Руди помолчал, скосив глаза, — и поверил.
— Это для тебя, — застенчиво сказал он и ногами, обутыми в неимоверно грязные кроссовки, пододвинул к ногам Андрея стоявшую на полу сумку. Сумка тоже, это школьник-сумка, кастом-офис не будет смотри.
"Кастом-офис" по-русски означало «таможня». Взрослые в таких случаях непременно говорят фальшивое "Да зачем? Да не нужно" — и берут, потому что не понесет же человек свой подарок назад. Но мало ли что делают взрослые!
— Спасибо, Руди, — сказал Андрей, наклонился и поднял сумку, это был действительно местный школьный ранец из синего брезента, довольно тяжелый.
— Там некоторый ракуш, — сурово проговорил Руди. — Скажешь "не надо" — значит, не надо совсем.
Андрей оттянул латунную защелку — и увидел сперва какую-то странную мешанину, в глубине ранца что-то поблескивало и, казалось, скрипело. Первой мыслью было, что Руди притащил клубок змей, с него станется. Однако, вглядевшись, Андрей увидел, что ранец наполнен некрупными ракушками, морскими ежами, звездами и коричневыми орехами — это были те самые сокровища, которые он присмотрел на «Санди-бич» и вынужден был оставить.

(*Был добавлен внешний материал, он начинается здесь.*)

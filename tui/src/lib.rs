//! Agent TUI - Terminal surface for the voice-agent front-end
//!
//! This crate renders the session driven by `agent-core` in a full-screen
//! terminal UI: a welcome view, the agent panel, a transcript with follow
//! mode, the control bar and a toast stack for alerts.
//!
//! # Architecture
//!
//! - **SessionClient**: Embedded session controller plus its message channel
//! - **Display**: Folds session messages into render state
//! - **Keys**: Key events to surface actions
//! - **Widgets**: Borderless widgets drawn straight into the frame
//! - **Theme**: Palettes for the applied theme class

pub mod app;
pub mod display;
pub mod keys;
pub mod session_client;
pub mod theme;
pub mod widgets;

pub use app::App;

— Это ты хорошо придумал, — сказал он, запустив руку в ранец. Мудрый старичок.
Малыш остался доволен этой реакцией, и глаза его засияли.
— А это тебе, — сказал Андрей, расстегивая ремешок часов, — это тебе от меня на память.
Руди глянул на него, на приоткрытую дверь квартиры и переспросил:
— Тебе от меня?
— Ну, да, мне от тебя, то есть правильно, тебе от меня.
Руди протянул руку, чтобы взять подарок, потом, выразительно показав своей асимметричной мордочкой на дверь, спрятал руки за спину и шепотом сказал:
— Ваши будут ругать. "А, продай часы — купи ракуш!" Не хочу. Право, этот малыш был не по возрасту смышленым.
— Ну, и что? — сказал Андрей. — Пусть говорят. Мы-то знаем с тобой, что это не так. Бери.
Руди взял часы, попытался пристроить их на своей тонкой лапке, отказался от этого намерения и вдруг, крикнув «Бай-бай», побежал вниз.
С синим ранцем в руках Андрей прошел по горчичному залу, он старался не встречаться взглядом с отцом, но краем глаза все время видел его бледное, слабо улыбающееся лицо, оно светилось в переднем углу и колыхалось на сквозняке, словно длинное пламя свечи… Взрослые, умолкнув, проследили, как мальчик подошел к секретеру и поставил ранец рядом с паровозиком.